Memo to Peggy Noonan and the WSJ: Churchill was NOT a drunk

Memo to Peggy Noonan and the WSJ: Churchill was NOT a drunk

On 15 June in the Wall Street Jour­nal opin­ion colum­nist Peg­gy Noo­nan wrote a per­cep­tive piece about the prospects and chal­lenges for Boris John­son as Britain’s new Prime Min­is­ter: “Eng­land Needs a Slap, and So Does Chi­na” (sor­ry, that link car­ries a paywall).

It was a good col­umn, say­ing essen­tial­ly what Britons of all stripes were say­ing to me on a recent visit.

“Talk to me about any­thing, except Brex­it.” “Right, we vot­ed, so let’s get on with it.” “We’re tired of plat­i­tudes and use­less debates.”  “Keep did­dling and we end up with Cor­byn.” “Just do it.” (Or as Hen­ry Joy, a famous Pres­i­dent of the Packard Motor Car Com­pa­ny liked to say: “Let’s do some­thing, even if it’s wrong!”)

Crikey, it’s not the end of the world. Leave the Euro­pean Union by 31 Octo­ber, one way or the oth­er, and trade pacts beck­on for the world’s #5 econ­o­my. Amer­i­ca, Cana­da, Aus­tralia, New Zealand, India, Chi­na the Pacif­ic Rim—they’re all ready to deal. And in the end, the Euro­peans will be too. Can’t afford not to. They sell the UK far more stuff than the UK sells them. (See “Bri­tan­nia Waives the Rules,” June, 2016.)

Noonan on Churchill

Sofari so goody, as Churchill once remarked from East Africa. But then Ms. Noo­nan thought to engage in a pot­shot at the great­est Briton—part-compliment, part dri­ve-by shooting:

Mr. Johnson’s admir­ers have the grat­ing habit of com­par­ing him to Win­ston Churchill, a flawed out­sider with imper­fect judg­ment but the right man for 1939. But Churchill was an authen­tic genius who wrote a mas­ter­piece of the Eng­lish lan­guage while drunk and went to war hung over. He was a gigan­tic char­ac­ter. Boris John­son is mere­ly a big one, and a show­man. No one knows what he will achieve, but he sure­ly knows he must deliv­er. My friend the his­to­ri­an believes Mr. John­son can rein­vig­o­rate Britain, “which has lost con­fi­dence in itself after spend­ing the last three years on bend­ed knee.”

Hold on there!

To the Editor, Wall Street Journal:

A fine writer like Peg­gy Noo­nan should not blithe­ly repeat such emp­ty canards about Win­ston Churchill as she offered on June 15th (“Eng­land Needs a Slap, and So Does China.”)

Churchill had flaws, but he did not write “a mas­ter­piece of the Eng­lish lan­guage while drunk.” Nor is it true that he “went to war hung over.”

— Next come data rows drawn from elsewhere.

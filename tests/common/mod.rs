#![allow(
    clippy::unwrap_used,
    clippy::expect_used,
    clippy::panic,
    clippy::todo,
    clippy::unimplemented,
    clippy::indexing_slicing,
    dead_code
)]
//! Shared test utilities for scoreboard client integration tests.
//!
//! Provides a scripted [`MockConnector`] that plays the relay: each accepted
//! attempt yields a channel-backed [`MockTransport`] and hands the test a
//! [`RelayLink`] for the other end. Helper functions build the relay's JSON
//! envelopes.

use std::collections::VecDeque;
use std::sync::atomic::{AtomicBool, Ordering};
use std::sync::{Arc, Mutex as StdMutex};
use std::time::Duration;

use async_trait::async_trait;
use scoreboard_sync::protocol::{ClientId, RoleAssignment, RoleChanged, ServerMessage};
use scoreboard_sync::{Connector, Role, ScoreboardError, Transport};
use serde_json::Value;
use tokio::sync::mpsc;
use tokio::time::Instant;

// ── MockTransport ───────────────────────────────────────────────────

/// Client end of one scripted relay connection.
pub struct MockTransport {
    incoming: mpsc::UnboundedReceiver<String>,
    outgoing: mpsc::UnboundedSender<String>,
    closed: Arc<AtomicBool>,
}

#[async_trait]
impl Transport for MockTransport {
    async fn send(&mut self, message: String) -> Result<(), ScoreboardError> {
        self.outgoing
            .send(message)
            .map_err(|_| ScoreboardError::TransportSend("relay link dropped".into()))
    }

    async fn recv(&mut self) -> Option<Result<String, ScoreboardError>> {
        // `None` once the test drops its `RelayLink`.
        self.incoming.recv().await.map(Ok)
    }

    async fn close(&mut self) -> Result<(), ScoreboardError> {
        self.closed.store(true, Ordering::Relaxed);
        Ok(())
    }
}

// ── RelayLink ───────────────────────────────────────────────────────

/// Relay end of one connection. Dropping it closes the connection.
pub struct RelayLink {
    to_client: mpsc::UnboundedSender<String>,
    from_client: mpsc::UnboundedReceiver<String>,
    closed: Arc<AtomicBool>,
}

impl RelayLink {
    /// Deliver one text frame to the client.
    pub fn push(&self, text: impl Into<String>) {
        self.to_client.send(text.into()).expect("client transport dropped");
    }

    /// Wait for the next envelope the client sends.
    pub async fn next_sent(&mut self) -> Value {
        let text = tokio::time::timeout(Duration::from_secs(60), self.from_client.recv())
            .await
            .expect("timed out waiting for client message")
            .expect("client transport dropped");
        serde_json::from_str(&text).expect("client sent invalid JSON")
    }

    /// An envelope the client has already sent, if any.
    pub fn try_sent(&mut self) -> Option<Value> {
        self.from_client
            .try_recv()
            .ok()
            .map(|text| serde_json::from_str(&text).expect("client sent invalid JSON"))
    }

    /// Whether the client called `close()` on its end.
    pub fn is_closed(&self) -> bool {
        self.closed.load(Ordering::Relaxed)
    }
}

fn link_pair() -> (MockTransport, RelayLink) {
    let (to_client, incoming) = mpsc::unbounded_channel();
    let (outgoing, from_client) = mpsc::unbounded_channel();
    let closed = Arc::new(AtomicBool::new(false));
    (
        MockTransport {
            incoming,
            outgoing,
            closed: Arc::clone(&closed),
        },
        RelayLink {
            to_client,
            from_client,
            closed,
        },
    )
}

// ── MockConnector ───────────────────────────────────────────────────

/// Outcome of one scripted connection attempt.
#[derive(Debug, Clone, Copy, PartialEq, Eq)]
pub enum Attempt {
    Accept,
    Refuse,
}

/// Times at which the client tried to connect.
pub type ConnectLog = Arc<StdMutex<Vec<Instant>>>;

/// Plays back a script of attempts. Attempts past the end are refused.
pub struct MockConnector {
    script: StdMutex<VecDeque<Option<MockTransport>>>,
    calls: ConnectLog,
}

#[async_trait]
impl Connector for MockConnector {
    async fn connect(&self, _url: &str) -> Result<Box<dyn Transport>, ScoreboardError> {
        self.calls.lock().unwrap().push(Instant::now());
        match self.script.lock().unwrap().pop_front().flatten() {
            Some(transport) => Ok(Box::new(transport)),
            None => Err(ScoreboardError::Connect("connection refused".into())),
        }
    }
}

/// Build a connector for `script`, one [`RelayLink`] per accepted attempt
/// in order, and the log of attempt times.
pub fn mock_relay(script: &[Attempt]) -> (MockConnector, VecDeque<RelayLink>, ConnectLog) {
    let mut links = VecDeque::new();
    let transports = script
        .iter()
        .map(|attempt| match attempt {
            Attempt::Accept => {
                let (transport, link) = link_pair();
                links.push_back(link);
                Some(transport)
            }
            Attempt::Refuse => None,
        })
        .collect();
    let calls: ConnectLog = Arc::new(StdMutex::new(Vec::new()));
    let connector = MockConnector {
        script: StdMutex::new(transports),
        calls: Arc::clone(&calls),
    };
    (connector, links, calls)
}

// ── JSON helper functions ───────────────────────────────────────────

/// A `role_assignment` envelope.
pub fn role_assignment_json(role: Role, client_id: u64, master_token: Option<&str>) -> String {
    let master_client_id = (role == Role::Master).then_some(ClientId::Number(client_id));
    serde_json::to_string(&ServerMessage::RoleAssignment(RoleAssignment {
        role,
        client_id: ClientId::Number(client_id),
        master_client_id,
        master_token: master_token.map(Into::into),
    }))
    .expect("role_assignment_json serialization")
}

/// A `role_changed` envelope.
pub fn role_changed_json(
    new_role: Role,
    reason: &str,
    master_token: Option<&str>,
    clear_token: bool,
) -> String {
    serde_json::to_string(&ServerMessage::RoleChanged(RoleChanged {
        new_role,
        reason: Some(reason.into()),
        client_id: None,
        master_client_id: None,
        master_token: master_token.map(Into::into),
        clear_token: clear_token.then_some(true),
    }))
    .expect("role_changed_json serialization")
}

/// A typed `game_state` envelope carrying `board_data`.
pub fn game_state_json(board_data: Value) -> String {
    serde_json::json!({ "type": "game_state", "boardData": board_data }).to_string()
}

His alco­hol capac­i­ty was con­sid­er­able, and he him­self fanned the image. But his leg­endary high­ball was a tum­bler of water with an ounce of whisky, “Scotch-fla­vored mouth­wash.”  His cham­pagne was dilut­ed by stretch­ing his habit­u­al pint over a three hour dinner.

One doesn’t con­duct 900 meet­ings of the War Cab­i­net and Defense Com­mit­tee drunk. In forty years of research I found just one instance where any­one found him the worse for drink. That was at Teheran in 1943, when a body­guard helped him back to the British Embassy after a late night of toasts with the Rus­sians. Even then, he said, “the PM was still walk­ing, and upright.”

Ms. Noo­nan is right to say that Boris John­son is not Churchill. (Per­haps there should be an arti­cle, “Stop Com­par­ing Churchill to Every­body.” No one else served in four wars and wrote five books by age 25, held all but one major office of state, was twice prime min­is­ter, wrote fifty books and won a Nobel Prize.)

That makes him quite incom­pa­ra­ble, despite the igno­rant plaints of muck­rak­ing authors and social media. Ms. Noo­nan is not among those.